§ **WHAT YOU NEED TO DO**
All that should be output is the block of lines below from the line with "pub use gate::AccessGate;" to the line with "collection; every later", both included, exactly as written.

§ **DATA SHOWN**

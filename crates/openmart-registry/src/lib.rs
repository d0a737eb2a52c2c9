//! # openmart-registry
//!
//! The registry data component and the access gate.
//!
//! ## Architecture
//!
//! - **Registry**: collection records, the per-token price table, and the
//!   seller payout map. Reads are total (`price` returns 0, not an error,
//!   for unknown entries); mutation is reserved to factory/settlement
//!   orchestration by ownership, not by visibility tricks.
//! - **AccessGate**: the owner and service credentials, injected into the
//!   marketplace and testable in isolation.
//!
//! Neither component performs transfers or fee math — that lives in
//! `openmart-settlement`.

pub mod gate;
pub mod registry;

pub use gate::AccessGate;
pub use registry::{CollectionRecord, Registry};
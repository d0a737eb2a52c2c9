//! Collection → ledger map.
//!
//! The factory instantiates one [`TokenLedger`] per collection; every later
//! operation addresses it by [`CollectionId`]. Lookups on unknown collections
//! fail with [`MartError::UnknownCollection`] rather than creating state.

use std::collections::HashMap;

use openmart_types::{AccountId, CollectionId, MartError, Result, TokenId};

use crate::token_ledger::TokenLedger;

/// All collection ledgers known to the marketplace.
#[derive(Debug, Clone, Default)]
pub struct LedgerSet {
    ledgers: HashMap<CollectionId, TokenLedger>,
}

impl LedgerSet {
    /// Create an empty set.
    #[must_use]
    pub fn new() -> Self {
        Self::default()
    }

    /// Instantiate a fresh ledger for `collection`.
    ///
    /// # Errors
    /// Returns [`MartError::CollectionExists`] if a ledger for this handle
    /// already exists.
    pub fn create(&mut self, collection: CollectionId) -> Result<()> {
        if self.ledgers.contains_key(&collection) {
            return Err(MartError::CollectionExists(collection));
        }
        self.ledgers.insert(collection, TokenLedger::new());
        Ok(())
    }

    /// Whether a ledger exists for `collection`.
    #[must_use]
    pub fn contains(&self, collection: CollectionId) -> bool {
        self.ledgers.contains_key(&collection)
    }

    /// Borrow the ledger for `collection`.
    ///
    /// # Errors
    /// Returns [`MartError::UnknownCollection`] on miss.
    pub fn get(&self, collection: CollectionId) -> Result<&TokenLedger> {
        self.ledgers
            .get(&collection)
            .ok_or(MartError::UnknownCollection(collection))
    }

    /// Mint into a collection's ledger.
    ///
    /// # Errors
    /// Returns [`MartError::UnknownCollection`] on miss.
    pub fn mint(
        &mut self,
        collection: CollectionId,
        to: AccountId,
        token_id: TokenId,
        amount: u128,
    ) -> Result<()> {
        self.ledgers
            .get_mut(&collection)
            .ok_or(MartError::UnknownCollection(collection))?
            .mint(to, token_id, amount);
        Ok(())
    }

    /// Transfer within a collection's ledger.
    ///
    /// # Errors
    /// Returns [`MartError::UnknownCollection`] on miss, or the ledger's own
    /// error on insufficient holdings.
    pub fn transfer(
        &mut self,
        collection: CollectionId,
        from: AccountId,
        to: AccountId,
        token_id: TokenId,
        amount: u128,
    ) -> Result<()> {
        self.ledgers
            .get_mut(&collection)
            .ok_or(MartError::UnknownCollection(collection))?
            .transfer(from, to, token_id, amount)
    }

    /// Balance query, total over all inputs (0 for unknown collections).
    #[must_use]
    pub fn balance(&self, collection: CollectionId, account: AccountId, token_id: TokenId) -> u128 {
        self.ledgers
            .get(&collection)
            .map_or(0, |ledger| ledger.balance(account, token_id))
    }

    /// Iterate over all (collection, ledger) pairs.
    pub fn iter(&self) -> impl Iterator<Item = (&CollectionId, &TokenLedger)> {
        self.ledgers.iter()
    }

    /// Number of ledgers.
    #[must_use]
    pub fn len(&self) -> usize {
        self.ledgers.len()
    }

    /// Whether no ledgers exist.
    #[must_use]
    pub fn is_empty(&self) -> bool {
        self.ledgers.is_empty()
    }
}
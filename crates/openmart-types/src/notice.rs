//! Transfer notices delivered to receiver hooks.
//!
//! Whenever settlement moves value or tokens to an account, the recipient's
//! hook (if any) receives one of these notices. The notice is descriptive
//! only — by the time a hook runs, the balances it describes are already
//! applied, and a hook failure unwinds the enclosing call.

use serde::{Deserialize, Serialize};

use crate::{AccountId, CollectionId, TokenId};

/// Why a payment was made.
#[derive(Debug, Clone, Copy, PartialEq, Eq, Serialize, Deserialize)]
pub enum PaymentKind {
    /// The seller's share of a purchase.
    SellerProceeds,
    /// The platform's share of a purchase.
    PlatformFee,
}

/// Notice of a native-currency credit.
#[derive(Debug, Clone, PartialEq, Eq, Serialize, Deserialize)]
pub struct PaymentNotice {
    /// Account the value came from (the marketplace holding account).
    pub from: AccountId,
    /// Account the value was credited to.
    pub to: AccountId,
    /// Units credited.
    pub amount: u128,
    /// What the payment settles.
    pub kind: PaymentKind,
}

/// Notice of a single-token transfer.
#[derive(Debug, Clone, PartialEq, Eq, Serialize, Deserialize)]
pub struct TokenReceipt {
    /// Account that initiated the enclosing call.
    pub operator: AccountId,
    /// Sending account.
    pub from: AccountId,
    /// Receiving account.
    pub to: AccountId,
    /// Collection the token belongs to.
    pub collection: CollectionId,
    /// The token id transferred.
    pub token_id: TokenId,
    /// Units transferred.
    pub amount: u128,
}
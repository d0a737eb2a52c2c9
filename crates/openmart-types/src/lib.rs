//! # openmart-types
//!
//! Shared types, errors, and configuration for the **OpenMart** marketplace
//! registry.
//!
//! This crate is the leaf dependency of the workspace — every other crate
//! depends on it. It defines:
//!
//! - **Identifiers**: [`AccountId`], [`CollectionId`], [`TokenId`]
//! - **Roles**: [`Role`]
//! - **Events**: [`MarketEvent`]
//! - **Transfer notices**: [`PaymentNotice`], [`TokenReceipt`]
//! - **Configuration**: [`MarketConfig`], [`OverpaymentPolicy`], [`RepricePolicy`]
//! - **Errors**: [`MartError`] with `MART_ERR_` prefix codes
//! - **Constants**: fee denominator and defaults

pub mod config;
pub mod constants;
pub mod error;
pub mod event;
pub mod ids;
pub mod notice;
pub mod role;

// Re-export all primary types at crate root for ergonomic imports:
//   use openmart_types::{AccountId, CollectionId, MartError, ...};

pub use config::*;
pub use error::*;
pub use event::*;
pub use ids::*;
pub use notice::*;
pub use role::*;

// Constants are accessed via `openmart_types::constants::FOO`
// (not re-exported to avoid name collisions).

* * *

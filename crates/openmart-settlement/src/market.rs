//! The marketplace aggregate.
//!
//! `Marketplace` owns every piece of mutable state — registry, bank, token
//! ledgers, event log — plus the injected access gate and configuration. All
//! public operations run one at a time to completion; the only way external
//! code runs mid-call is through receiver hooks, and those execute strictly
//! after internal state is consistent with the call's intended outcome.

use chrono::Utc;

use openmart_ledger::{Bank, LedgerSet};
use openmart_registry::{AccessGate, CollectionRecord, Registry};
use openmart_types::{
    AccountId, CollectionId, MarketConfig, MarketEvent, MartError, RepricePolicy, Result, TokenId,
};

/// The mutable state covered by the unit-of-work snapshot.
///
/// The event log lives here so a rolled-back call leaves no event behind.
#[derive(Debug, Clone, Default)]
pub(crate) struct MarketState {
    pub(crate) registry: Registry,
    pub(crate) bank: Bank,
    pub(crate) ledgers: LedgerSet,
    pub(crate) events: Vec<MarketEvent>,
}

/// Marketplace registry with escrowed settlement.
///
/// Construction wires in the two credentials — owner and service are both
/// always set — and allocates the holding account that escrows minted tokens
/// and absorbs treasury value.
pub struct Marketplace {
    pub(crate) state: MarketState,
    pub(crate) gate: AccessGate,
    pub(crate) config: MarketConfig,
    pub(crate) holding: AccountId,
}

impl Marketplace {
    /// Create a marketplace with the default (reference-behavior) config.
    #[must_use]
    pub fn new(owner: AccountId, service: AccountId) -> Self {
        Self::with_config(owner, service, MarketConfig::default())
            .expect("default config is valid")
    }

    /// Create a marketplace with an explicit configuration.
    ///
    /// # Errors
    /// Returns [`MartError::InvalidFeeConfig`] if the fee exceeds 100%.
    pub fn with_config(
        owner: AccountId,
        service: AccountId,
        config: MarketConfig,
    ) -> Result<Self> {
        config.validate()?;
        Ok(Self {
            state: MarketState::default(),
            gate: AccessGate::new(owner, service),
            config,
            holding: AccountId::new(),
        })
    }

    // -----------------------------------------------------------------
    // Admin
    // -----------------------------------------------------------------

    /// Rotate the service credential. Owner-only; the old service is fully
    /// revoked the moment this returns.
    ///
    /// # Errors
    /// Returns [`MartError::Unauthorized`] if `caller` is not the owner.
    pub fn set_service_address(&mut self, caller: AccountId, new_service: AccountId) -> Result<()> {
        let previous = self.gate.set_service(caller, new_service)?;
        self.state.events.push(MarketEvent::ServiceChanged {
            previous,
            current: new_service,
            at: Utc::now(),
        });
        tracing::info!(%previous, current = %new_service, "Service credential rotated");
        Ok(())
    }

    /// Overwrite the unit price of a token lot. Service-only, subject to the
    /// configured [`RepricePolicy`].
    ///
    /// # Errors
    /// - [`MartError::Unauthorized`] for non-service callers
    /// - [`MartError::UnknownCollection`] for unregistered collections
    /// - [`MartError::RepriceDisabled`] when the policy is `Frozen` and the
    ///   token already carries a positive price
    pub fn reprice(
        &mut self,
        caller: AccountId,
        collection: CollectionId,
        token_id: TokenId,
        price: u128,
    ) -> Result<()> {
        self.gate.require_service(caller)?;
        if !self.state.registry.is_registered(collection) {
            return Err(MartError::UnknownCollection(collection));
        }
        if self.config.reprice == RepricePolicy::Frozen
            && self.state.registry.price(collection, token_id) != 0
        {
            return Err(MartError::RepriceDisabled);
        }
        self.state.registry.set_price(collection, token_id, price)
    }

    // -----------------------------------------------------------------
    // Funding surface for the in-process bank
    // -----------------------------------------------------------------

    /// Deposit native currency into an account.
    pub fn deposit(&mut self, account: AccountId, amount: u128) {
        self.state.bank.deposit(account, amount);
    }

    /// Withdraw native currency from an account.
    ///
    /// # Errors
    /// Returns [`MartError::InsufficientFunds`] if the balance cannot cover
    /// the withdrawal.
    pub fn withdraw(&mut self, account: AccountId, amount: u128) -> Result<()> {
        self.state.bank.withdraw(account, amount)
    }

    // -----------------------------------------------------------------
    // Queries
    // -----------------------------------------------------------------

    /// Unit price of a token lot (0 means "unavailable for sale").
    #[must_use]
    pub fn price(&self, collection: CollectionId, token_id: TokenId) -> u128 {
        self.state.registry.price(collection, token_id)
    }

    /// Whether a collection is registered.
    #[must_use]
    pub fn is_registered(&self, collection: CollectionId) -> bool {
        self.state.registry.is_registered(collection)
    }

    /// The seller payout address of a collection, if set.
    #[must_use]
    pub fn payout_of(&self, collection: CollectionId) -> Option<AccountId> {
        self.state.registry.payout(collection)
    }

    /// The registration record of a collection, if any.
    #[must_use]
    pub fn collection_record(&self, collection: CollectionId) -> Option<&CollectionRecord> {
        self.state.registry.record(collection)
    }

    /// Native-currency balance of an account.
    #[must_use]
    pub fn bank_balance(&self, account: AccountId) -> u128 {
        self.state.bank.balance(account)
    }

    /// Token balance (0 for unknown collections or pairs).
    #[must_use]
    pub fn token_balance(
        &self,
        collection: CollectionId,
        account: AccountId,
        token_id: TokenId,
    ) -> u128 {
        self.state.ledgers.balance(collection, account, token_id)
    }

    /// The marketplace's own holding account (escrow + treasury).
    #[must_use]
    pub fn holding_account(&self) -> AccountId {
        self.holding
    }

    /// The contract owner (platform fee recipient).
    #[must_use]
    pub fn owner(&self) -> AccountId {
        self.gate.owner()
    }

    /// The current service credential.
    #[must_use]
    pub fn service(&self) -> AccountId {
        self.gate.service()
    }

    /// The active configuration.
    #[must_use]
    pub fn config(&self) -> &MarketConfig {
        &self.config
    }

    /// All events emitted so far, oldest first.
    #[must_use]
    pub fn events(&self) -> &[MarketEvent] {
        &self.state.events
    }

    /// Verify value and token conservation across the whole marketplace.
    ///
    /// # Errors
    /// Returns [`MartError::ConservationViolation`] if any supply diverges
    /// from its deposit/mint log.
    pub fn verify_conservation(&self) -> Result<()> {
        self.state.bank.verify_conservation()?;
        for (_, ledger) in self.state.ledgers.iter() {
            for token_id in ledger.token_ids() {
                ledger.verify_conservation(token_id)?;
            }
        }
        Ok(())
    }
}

§ **RESPONSE AREA**
pub use gate::AccessGate;
pub use registry::{CollectionRecord, Registry};
repository d0a737eb2a52c2c9
//! Collection → ledger map.
//!
//! The factory instantiates one [`TokenLedger`] per collection; every later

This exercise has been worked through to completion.